But, what exactly is food insecurity about?

Food insecurity means that the access to sufficient food, meeting the dietary and cultural needs and the individual food preferences for a healthy and active life is not possible. It is not only a lack of food, what`s more, is the feeling that the preferred food supply is not available or may be threatened in the future, which has, in turn, an effect on the eating behavior. That means even if food is sufficient, people may be food insecure, but not necessarily undernourished. Two risk groups are students, who do not have the money for buying their preferred food, and refugees, who can´t buy their traditional food in their new home towns. Food insecurity can result in a reduction on micro-and macronutrition intake. Macronutrients are large food components that the body needs to maintain its metabolism; it includes lipids (fats), sugars (carbohydrates) and proteins. Micronutritions, like vitamins, minerals (such as calcium or magnesium), trace elements (such as iron and zinc), are essential because, without them, numerous normal functions such as growth or energy production could not take place.

Effects on mental health

Food insecurity is also found more often in families with low social economic status (4). Researchers have found that food insecurity caused an increase of depression and anxiety symptoms (3). Furthermore the uncertainty of having food in the future produced stress and created desperation and hopelessness in the families. They perceived the situation as shameful and resigned or used drugs and alcohol to compensate. In addition to this ,children from food insecure families were also more likely to develop symptoms of depression/ anxiety, aggression and hyperactivity/inattention (2). However, when you control for many demographical and psychological variables such as immigrant status, family structure and income and paternal depression, only increased impulsive behavior and inattention seem to be specifically linked to food insecurity Another factor is maternal mental health. It has been shown that food insecurity is especially bad for children’s development if the mother has additional mental health problems like depression, domestic violence and psychosis.

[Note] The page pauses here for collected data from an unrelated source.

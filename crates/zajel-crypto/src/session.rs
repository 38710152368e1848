//! Per-peer session establishment, AEAD framing, and replay protection.
//!
//! `spec.md` §3/§4.1: one [`Session`] is created per peer via
//! [`Session::establish`], then used to encrypt/decrypt every message on
//! that peer's data channel. Text and binary traffic keep independent send
//! counters and independent replay windows — a replayed text frame does not
//! consume the binary window's state and vice versa.

use hkdf::Hkdf;
use sha2::Sha256;
use subtle::ConstantTimeEq;
use zeroize::Zeroize;

use crate::chacha20;
use crate::sha256::contexts;
use crate::x25519::{X25519PublicKey, X25519StaticSecret};
use crate::{CryptoError, Result};

/// Width of the replay-window sliding bitmap (`spec.md` §3).
pub const REPLAY_WINDOW_BITS: u32 = 64;

/// A sequence counter is fatal once it would reach this value.
pub const MAX_SEQ: u32 = u32::MAX - 1;

/// Which logical channel a frame belongs to. Text and binary traffic are
/// kept on separate counters/windows so one cannot starve or desync the
/// other.
#[derive(Clone, Copy, Debug, PartialEq, Eq, Hash)]
pub enum Channel {
    Text,
    Binary,
}

/// RFC-4303-style sliding replay window: a 64-bit bitmap trailing
/// `highest_seq`. Bit `i` set means `highest_seq - i` has been seen.
#[derive(Debug, Clone)]
struct ReplayWindow {
    highest_seq: Option<u32>,
    bitmap: u64,
}

impl ReplayWindow {
    fn new() -> Self {
        Self {
            highest_seq: None,
            bitmap: 0,
        }
    }

    /// Check and record `seq`. Returns `Ok(())` if this is the first time
    /// `seq` has been seen and it is accepted into the window, `Err` if it
    /// is a replay or falls outside the trailing window.
    fn check_and_update(&mut self, seq: u32) -> Result<()> {
        if seq == 0 {
            return Err(CryptoError::ReplayDetected);
        }
        match self.highest_seq {
            None => {
                self.highest_seq = Some(seq);
                self.bitmap = 1;
                Ok(())
            }
            Some(highest) => {
                if seq > highest {
                    let shift = seq - highest;
                    if shift >= REPLAY_WINDOW_BITS as u32 {
                        self.bitmap = 1;
                    } else {
                        self.bitmap = (self.bitmap << shift) | 1;
                    }
                    self.highest_seq = Some(seq);
                    Ok(())
                } else {
                    let diff = highest - seq;
                    if diff >= REPLAY_WINDOW_BITS as u32 {
                        return Err(CryptoError::ReplayDetected);
                    }
                    let bit = 1u64 << diff;
                    if self.bitmap & bit != 0 {
                        return Err(CryptoError::ReplayDetected);
                    }
                    self.bitmap |= bit;
                    Ok(())
                }
            }
        }
    }
}

#[derive(Zeroize)]
#[zeroize(drop)]
struct SessionKey([u8; 32]);

/// An established end-to-end session with a single peer.
///
/// Holds the derived symmetric key, the peer's bound public key (for
/// [`Session::verify_peer_key`] TOFU checks), and independent send
/// counters / replay windows per [`Channel`].
pub struct Session {
    key: SessionKey,
    peer_public_key: [u8; 32],
    send_counters: std::collections::HashMap<u8, u32>,
    replay_windows: std::collections::HashMap<u8, ReplayWindow>,
}

fn channel_tag(channel: Channel) -> u8 {
    match channel {
        Channel::Text => 0,
        Channel::Binary => 1,
    }
}

impl Session {
    /// Derive a session key with a peer.
    ///
    /// `session_key = HKDF-Expand(HKDF-Extract(ECDH(sk_self, pk_peer)), info="zajel_session_"||peer_id, L=32)`
    ///
    /// `peer_id` is the stable string identifier the caller uses for this
    /// peer (e.g. their fingerprint hex), not raw key bytes.
    pub fn establish(self_secret: &X25519StaticSecret, peer_public_key: &[u8; 32], peer_id: &str) -> Result<Self> {
        let peer_pk = X25519PublicKey::from_bytes(*peer_public_key);
        let shared = self_secret.diffie_hellman(&peer_pk);

        let hk = Hkdf::<Sha256>::new(None, shared.as_bytes());
        let mut info = Vec::with_capacity(contexts::SESSION_KEY_INFO_PREFIX.len() + peer_id.len());
        info.extend_from_slice(contexts::SESSION_KEY_INFO_PREFIX.as_bytes());
        info.extend_from_slice(peer_id.as_bytes());

        let mut okm = [0u8; 32];
        hk.expand(&info, &mut okm)
            .map_err(|_| CryptoError::InvalidKey)?;

        Ok(Self {
            key: SessionKey(okm),
            peer_public_key: *peer_public_key,
            send_counters: std::collections::HashMap::new(),
            replay_windows: std::collections::HashMap::new(),
        })
    }

    /// Constant-time comparison of a received public key against the one
    /// this session was established with. A mismatch is fatal to the
    /// session (TOFU key-rotation / MITM detection, `spec.md` §4.1).
    pub fn verify_peer_key(&self, received: &[u8; 32]) -> Result<()> {
        if self.peer_public_key.ct_eq(received).into() {
            Ok(())
        } else {
            Err(CryptoError::HandshakeMismatch)
        }
    }

    /// Encrypt `plaintext` for `channel`, returning a wire frame
    /// `nonce(12) || ChaCha20-Poly1305(key, nonce, seq(4 BE) || plaintext)`.
    ///
    /// Increments that channel's send counter. Fails with
    /// [`CryptoError::CounterExhausted`] once the counter would reach
    /// [`MAX_SEQ`].
    pub fn encrypt(&mut self, channel: Channel, plaintext: &[u8]) -> Result<Vec<u8>> {
        let tag = channel_tag(channel);
        // Counters start at 1: seq == 0 is never a valid frame (`spec.md` §3).
        let counter = self.send_counters.entry(tag).or_insert(1);
        if *counter >= MAX_SEQ {
            return Err(CryptoError::CounterExhausted);
        }
        let seq = *counter;
        *counter += 1;

        let mut nonce = [0u8; chacha20::NONCE_SIZE];
        rand::RngCore::fill_bytes(&mut rand::rngs::OsRng, &mut nonce);

        let mut framed = Vec::with_capacity(4 + plaintext.len());
        framed.extend_from_slice(&seq.to_be_bytes());
        framed.extend_from_slice(plaintext);

        let ciphertext = chacha20::encrypt_no_aad(&self.key.0, &nonce, &framed)?;

        let mut frame = Vec::with_capacity(nonce.len() + ciphertext.len());
        frame.extend_from_slice(&nonce);
        frame.extend_from_slice(&ciphertext);
        Ok(frame)
    }

    /// Decrypt a wire frame produced by [`Session::encrypt`] on `channel`.
    ///
    /// Every failure mode — bad AEAD tag, malformed frame, replay — maps to
    /// [`CryptoError::DecryptionFailed`] or [`CryptoError::ReplayDetected`];
    /// callers must not be able to distinguish a forged tag from a short
    /// frame.
    pub fn decrypt(&mut self, channel: Channel, frame: &[u8]) -> Result<Vec<u8>> {
        if frame.len() < chacha20::NONCE_SIZE + chacha20::TAG_SIZE + 4 {
            return Err(CryptoError::DecryptionFailed);
        }
        let (nonce_bytes, ciphertext) = frame.split_at(chacha20::NONCE_SIZE);
        let mut nonce = [0u8; chacha20::NONCE_SIZE];
        nonce.copy_from_slice(nonce_bytes);

        let framed = chacha20::decrypt_no_aad(&self.key.0, &nonce, ciphertext)?;
        if framed.len() < 4 {
            return Err(CryptoError::DecryptionFailed);
        }
        let (seq_bytes, plaintext) = framed.split_at(4);
        let seq = u32::from_be_bytes(seq_bytes.try_into().expect("4 bytes"));

        let tag = channel_tag(channel);
        let window = self.replay_windows.entry(tag).or_insert_with(ReplayWindow::new);
        window.check_and_update(seq)?;

        Ok(plaintext.to_vec())
    }
}

#[cfg(test)]
mod tests {
    use super::*;

    fn paired_sessions() -> (Session, Session) {
        let alice_sk = X25519StaticSecret::random();
        let bob_sk = X25519StaticSecret::random();
        let alice_pk = alice_sk.public_key().to_bytes();
        let bob_pk = bob_sk.public_key().to_bytes();

        let alice_session = Session::establish(&alice_sk, &bob_pk, "bob").expect("establish");
        let bob_session = Session::establish(&bob_sk, &alice_pk, "alice").expect("establish");
        (alice_session, bob_session)
    }

    #[test]
    fn encrypt_decrypt_roundtrip() {
        let (mut alice, mut bob) = paired_sessions();
        let frame = alice.encrypt(Channel::Text, b"hello bob").expect("encrypt");
        let plaintext = bob.decrypt(Channel::Text, &frame).expect("decrypt");
        assert_eq!(plaintext, b"hello bob");
    }

    #[test]
    fn nonces_are_unique_across_messages() {
        let (mut alice, _bob) = paired_sessions();
        let f1 = alice.encrypt(Channel::Text, b"a").expect("encrypt");
        let f2 = alice.encrypt(Channel::Text, b"a").expect("encrypt");
        assert_ne!(&f1[..chacha20::NONCE_SIZE], &f2[..chacha20::NONCE_SIZE]);
    }

    #[test]
    fn send_counter_is_strictly_monotonic() {
        let (mut alice, mut bob) = paired_sessions();
        for i in 0..5 {
            let frame = alice.encrypt(Channel::Text, format!("msg {i}").as_bytes()).expect("encrypt");
            bob.decrypt(Channel::Text, &frame).expect("decrypt");
        }
    }

    #[test]
    fn replayed_frame_is_rejected() {
        let (mut alice, mut bob) = paired_sessions();
        let frame = alice.encrypt(Channel::Text, b"once").expect("encrypt");
        bob.decrypt(Channel::Text, &frame).expect("first decrypt succeeds");
        assert!(matches!(
            bob.decrypt(Channel::Text, &frame),
            Err(CryptoError::ReplayDetected)
        ));
    }

    #[test]
    fn text_and_binary_channels_have_independent_windows() {
        let (mut alice, mut bob) = paired_sessions();
        let text_frame = alice.encrypt(Channel::Text, b"t").expect("encrypt");
        let bin_frame = alice.encrypt(Channel::Binary, b"b").expect("encrypt");
        bob.decrypt(Channel::Text, &text_frame).expect("decrypt text");
        bob.decrypt(Channel::Binary, &bin_frame).expect("decrypt binary");
        assert!(bob.decrypt(Channel::Text, &text_frame).is_err());
        assert!(bob.decrypt(Channel::Binary, &bin_frame).is_err());
    }

    #[test]
    fn out_of_order_within_window_is_accepted() {
        let (mut alice, mut bob) = paired_sessions();
        let frames: Vec<_> = (0..4)
            .map(|i| alice.encrypt(Channel::Text, format!("{i}").as_bytes()).expect("encrypt"))
            .collect();
        bob.decrypt(Channel::Text, &frames[3]).expect("decrypt seq 3");
        bob.decrypt(Channel::Text, &frames[1]).expect("decrypt seq 1 (reordered)");
        bob.decrypt(Channel::Text, &frames[2]).expect("decrypt seq 2 (reordered)");
        assert!(bob.decrypt(Channel::Text, &frames[1]).is_err());
    }

    #[test]
    fn frame_older_than_window_is_rejected() {
        let mut window = ReplayWindow::new();
        window.check_and_update(100).expect("seed window");
        assert!(window.check_and_update(100 - REPLAY_WINDOW_BITS).is_err());
    }

    #[test]
    fn tampered_ciphertext_fails_closed() {
        let (mut alice, mut bob) = paired_sessions();
        let mut frame = alice.encrypt(Channel::Text, b"hi").expect("encrypt");
        let last = frame.len() - 1;
        frame[last] ^= 0xFF;
        assert!(matches!(
            bob.decrypt(Channel::Text, &frame),
            Err(CryptoError::DecryptionFailed)
        ));
    }

    #[test]
    fn verify_peer_key_detects_mismatch() {
        let (alice, _bob) = paired_sessions();
        let wrong = [0x42u8; 32];
        assert!(alice.verify_peer_key(&wrong).is_err());
    }

    #[test]
    fn verify_peer_key_accepts_bound_key() {
        let alice_sk = X25519StaticSecret::random();
        let bob_sk = X25519StaticSecret::random();
        let bob_pk = bob_sk.public_key().to_bytes();
        let session = Session::establish(&alice_sk, &bob_pk, "bob").expect("establish");
        assert!(session.verify_peer_key(&bob_pk).is_ok());
    }
}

Further insights can be derived from Canadian students (5). Here are financial constraints a primary contributing factor. It represents a barrier because often students can´t afford to buy qualitative and expensive food. Another important factor is insufficient time because the effort to buy, prepare and cook healthy meals takes time and requires planning. It may also be the limited access to culturally appropriate food. This could be a barrier especially for people from other countries, who don´t have the opportunity to buy their traditional food and spices in local supermarkets. In urban areas, more exotic and international food supply is possible, due to the higher demand. The consequences for students were feelings of shame, frustration and loneliness. Some have felt socially isolated, and in general the food insecurity was associated with high psychological stress. Nonetheless the students in the reports believed that the situation is temporary and that after university life gets better in terms of food quantity and quality. For now they accepted the current situation.

So overall, food insecurity may occur in different social classes, with different reasons and effects of varying intensity. It`s interesting to see that it can occur in developing countries and rich countries, and that it can have an influence on whole families and children of food insecure families and students. More studies about people with cultural issues (e.g. refugees) are needed.

So, if you have the chance:

Buy the food you prefer and take time for preparing your meal,                      to live your life as healthy as you want it to be!

REFERENCES

(1) Cole, S. M.; Gelson, T. (2011). The effect of food insecurity on mental health: Panel evidence from rural Zambia. Social Science & Medicine. 73 (7)1071-1079.

(2) Melchior M.; Chastang J.- F.; Falissard B.; Galera, C.; Tremblay, R.E.; Cote, S.M., Boivin, M. (2012). Food insecurity and children’s mental health: a prospective birth cohort study. PLoS One 7 (12).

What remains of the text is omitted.